Пятничный вечер, полумрак, в глубине служба идет, свечи и песнопения. А тут, в пр
Поскольку мы привыкли к выставкам «датным», а тут никакой даты нет, то понимаешь, что не зря гулко меряет шаги в храме писатель Валентин Курбатов, его это инициатива. Он дружил с Селиверстовым и служил при нем переводчиком: у того было 120 мыслей в минуту и всем всегда приходилось объяснять, что же хочет сказать Юрий Иванович — «А сказать он хочет вот что…» Они совпадали настолько, что когда один говорил: «Потому…» — второй продолжал: «…что»… Такая мера погружения в строй его мыслей, в глубину его образов, в парадоксальность мышления, которая снисходит как озарение и поражает тебя как током, и ты, закончив его мысль, рождаешь свою, созвучную, но и отличную. Мысль, она же имеет обыкновение притягивать. Как притягивают сейчас курбатовские слова:

— Даты нет, а есть тревожное состояние общества накануне выборов и всего остального. Сегодня слово «соборность» должно быть каждый день твердимо. Пока человек шарит в потемках, он не знает, что это слово давно наработано, но он потерял его в историческом обиходе. Для того, чтобы напомнить ему об этом, мы и собираем сегодня из великого художника, сюрреалиста и замечательного иллюстратора, только русскую мысль — самый последний период его творчества. В конце 80-х мы поклялись в верности этой русской мысли и вернули ее всю: напечатали в роскошных переплетах и… поставили на полку. А чтобы прочитать то, что написано, надо было проснуться в другом отечестве! Но это слишком обременительно, мы же написали на знамени — «права». Не обязанности, а права, права, права! А слово «обязанности» сегодня нельзя произносить, это неприличное слово! «Что ж вы мне сегодня про обязанности? Я столько боролся!»

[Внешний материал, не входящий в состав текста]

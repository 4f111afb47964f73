use std::any::Any;
use std::fmt;
use std::sync::Arc;

use im::Vector;

use crate::builtins;
use crate::builtins::number::Number;
use crate::error::{CoreError, ErrorValue};
use crate::fn_table::{FunctionValue, OverloadSet};
use crate::type_registry::{self, tags, Payload, StrMode, TypeTag};
use crate::types::ArgType;

/// A dynamically-typed runtime datum: a type tag plus an owned, type-erased
/// payload. All payload operations go through the tag's registered
/// descriptor; `Value` knows nothing about concrete layouts.
///
/// A missing payload is the untyped empty value (the Nil singleton is
/// `Value::nil()`). Values are single-owner: `clone` is a deep copy and the
/// only shared-reference construct is the explicit alias slot in
/// [`crate::env::Env`].
pub struct Value {
    tag: TypeTag,
    payload: Option<Payload>,
}

/// Payload stored under the List type tag.
#[derive(Debug, Clone, PartialEq, Default)]
pub struct ListValue(pub Vector<Value>);

impl Value {
    /// Wraps an already-built payload under a tag. The tag must be registered
    /// and the payload must be the tag's payload type.
    pub fn new(tag: TypeTag, payload: Payload) -> Self {
        Value {
            tag,
            payload: Some(payload),
        }
    }

    /// A payload-less value of the given tag.
    pub fn empty(tag: TypeTag) -> Self {
        Value { tag, payload: None }
    }

    pub fn nil() -> Self {
        builtins::ensure_types();
        Value::empty(tags::NIL)
    }

    pub fn boolean(b: bool) -> Self {
        builtins::ensure_types();
        Value::new(tags::BOOLEAN, Box::new(b))
    }

    pub fn number(n: impl Into<Number>) -> Self {
        builtins::ensure_types();
        let n: Number = n.into();
        Value::new(tags::NUMBER, Box::new(n))
    }

    pub fn rational(num: i64, den: i64) -> Self {
        builtins::ensure_types();
        Value::new(tags::NUMBER, Box::new(Number::ratio(num, den)))
    }

    pub fn string(s: impl Into<String>) -> Self {
        builtins::ensure_types();
        let s: String = s.into();
        Value::new(tags::STRING, Box::new(s))
    }

    pub fn list(items: impl IntoIterator<Item = Value>) -> Self {
        builtins::ensure_types();
        let items: Vector<Value> = items.into_iter().collect();
        Value::new(tags::LIST, Box::new(ListValue(items)))
    }

    pub fn error(error: CoreError) -> Self {
        builtins::ensure_types();
        Value::new(tags::ERROR, Box::new(ErrorValue(error)))
    }

    pub fn function(set: Arc<OverloadSet>) -> Self {
        builtins::ensure_types();
        Value::new(tags::FUNCTION, Box::new(FunctionValue(set)))
    }

    pub fn tag(&self) -> TypeTag {
        self.tag
    }

    pub fn type_name(&self) -> &'static str {
        type_registry::name_of(self.tag)
    }

    pub fn is_nil(&self) -> bool {
        self.tag == tags::NIL
    }

    pub fn is_error(&self) -> bool {
        self.tag == tags::ERROR
    }

    pub fn downcast_ref<T: Any>(&self) -> Option<&T> {
        self.payload.as_deref().and_then(|p| p.downcast_ref::<T>())
    }

    pub fn downcast_mut<T: Any>(&mut self) -> Option<&mut T> {
        match self.payload.as_deref_mut() {
            Some(p) => p.downcast_mut::<T>(),
            None => None,
        }
    }

    pub fn as_boolean(&self) -> Option<bool> {
        if self.tag == tags::BOOLEAN {
            self.downcast_ref::<bool>().copied()
        } else {
            None
        }
    }

    pub fn as_number(&self) -> Option<&Number> {
        if self.tag == tags::NUMBER {
            self.downcast_ref::<Number>()
        } else {
            None
        }
    }

    pub fn as_string(&self) -> Option<&str> {
        if self.tag == tags::STRING {
            self.downcast_ref::<String>().map(String::as_str)
        } else {
            None
        }
    }

    pub fn as_list(&self) -> Option<&Vector<Value>> {
        if self.tag == tags::LIST {
            self.downcast_ref::<ListValue>().map(|l| &l.0)
        } else {
            None
        }
    }

    pub fn as_function(&self) -> Option<&Arc<OverloadSet>> {
        if self.tag == tags::FUNCTION {
            self.downcast_ref::<FunctionValue>().map(|f| &f.0)
        } else {
            None
        }
    }

    pub fn as_error(&self) -> Option<&CoreError> {
        if self.tag == tags::ERROR {
            self.downcast_ref::<ErrorValue>().map(|e| &e.0)
        } else {
            None
        }
    }

    /// The runtime type of this value as seen by overload resolution.
    /// Function values expose their overload set so nested function-type
    /// parameters can inspect candidate signatures.
    pub fn arg_type(&self) -> ArgType {
        if self.tag == tags::FUNCTION {
            if let Some(f) = self.downcast_ref::<FunctionValue>() {
                return ArgType::Function(f.0.clone());
            }
        }
        ArgType::Concrete(self.tag)
    }

    /// Renders the value in the requested mode via the tag's descriptor.
    /// A payload-less value renders as its type name.
    pub fn stringify(&self, mode: StrMode) -> String {
        let desc = type_registry::descriptor(self.tag);
        match self.payload.as_deref() {
            Some(payload) => desc.stringify(payload, mode),
            None => desc.name.to_string(),
        }
    }

    /// Replaces this value's payload with a deep copy of `other`'s. Both
    /// values must carry the same tag; a mismatch is a construction defect.
    pub fn assign_from(&mut self, other: &Value) {
        if self.tag != other.tag {
            panic!(
                "assign_from across type tags: '{}' <- '{}'",
                self.type_name(),
                other.type_name()
            );
        }
        let desc = type_registry::descriptor(self.tag);
        self.payload = other.payload.as_deref().map(|p| desc.copy(p));
    }

    /// Equality: identity, or same tag plus the tag's equality on payloads.
    /// Two payload-less values of the same tag are equal.
    pub fn equals(&self, other: &Value) -> bool {
        if std::ptr::eq(self, other) {
            return true;
        }
        if self.tag != other.tag {
            return false;
        }
        match (self.payload.as_deref(), other.payload.as_deref()) {
            (None, None) => true,
            (Some(a), Some(b)) => type_registry::descriptor(self.tag).equal(a, b),
            _ => false,
        }
    }
}

impl Clone for Value {
    /// Deep copy via the tag's copy function. A payload-less value clones to
    /// another payload-less value of the same tag.
    fn clone(&self) -> Self {
        let payload = self
            .payload
            .as_deref()
            .map(|p| type_registry::descriptor(self.tag).copy(p));
        Value {
            tag: self.tag,
            payload,
        }
    }
}

impl PartialEq for Value {
    fn eq(&self, other: &Self) -> bool {
        self.equals(other)
    }
}

impl fmt::Display for Value {
    fn fmt(&self, f: &mut fmt::Formatter<'_>) -> fmt::Result {
        write!(f, "{}", self.stringify(StrMode::Display))
    }
}

impl fmt::Debug for Value {
    fn fmt(&self, f: &mut fmt::Formatter<'_>) -> fmt::Result {
        write!(
            f,
            "{}({})",
            type_registry::name_of(self.tag),
            self.stringify(StrMode::Display)
        )
    }
}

— Мы с ним мчались в Кострому открывать выставку к его 50-летию. В огромном монастырском корпусе она заняла весь этаж — он сам удивлялся тому, сколько успел сделать. На следующий день нас пригласили выступить в филармонии, где местные гении собираются. Юра начал говорить, и это было чудо и тайна, потому что он говорил так ослепительно. Последовательно собрал эту русскую мысль — от Чаадаева до Пришвина, Есенина и Блока — во что-то столь единоцелостное, что вдруг стало ясно, что мы за народ! Потом мы летели в машине на скорости 120 километров в Москву, обгоняя все самосвалы, пели про «Ландыши, светлого мая привет» и про «Комсомольцев-добровольцев», потому что нам казалось, что приедем и всему миру объясним, что это такое — русская мысль, что такое русский человек в совершенном его развитии. Юра с этим чувством поехал в Сочи, там малые народы собрались. Вечером, после программы «Время», все уж было прилегли: перелет, день, насыщенный событиями, — он всех растормошил: тут море, между прочим, протекает, немедленно купаться! И все кинулись, и он первым, на ходу раздеваясь, и только вошел в море — волна его принесла мертвым… Разорвалось сердце. На высочайшем взлете. Господь ревнив: как только человек догадывается о последней тайне — фигуру с шахматной доски убирает, чтобы мы снова решали задачу…

Он жил восторгом и ликованием и все время куда-то бежал. А все кругом такие основательные, такие философы. А он бежал, бежал и добежал до того, что стал явлением неотменимым, а на них мы ышо поглядим.

Не идет из головы курбатовское «тревожное состояние общества». А мудрейшие русские старцы глядят на нас с укором: русская-то мысль есть, да где ж те русские?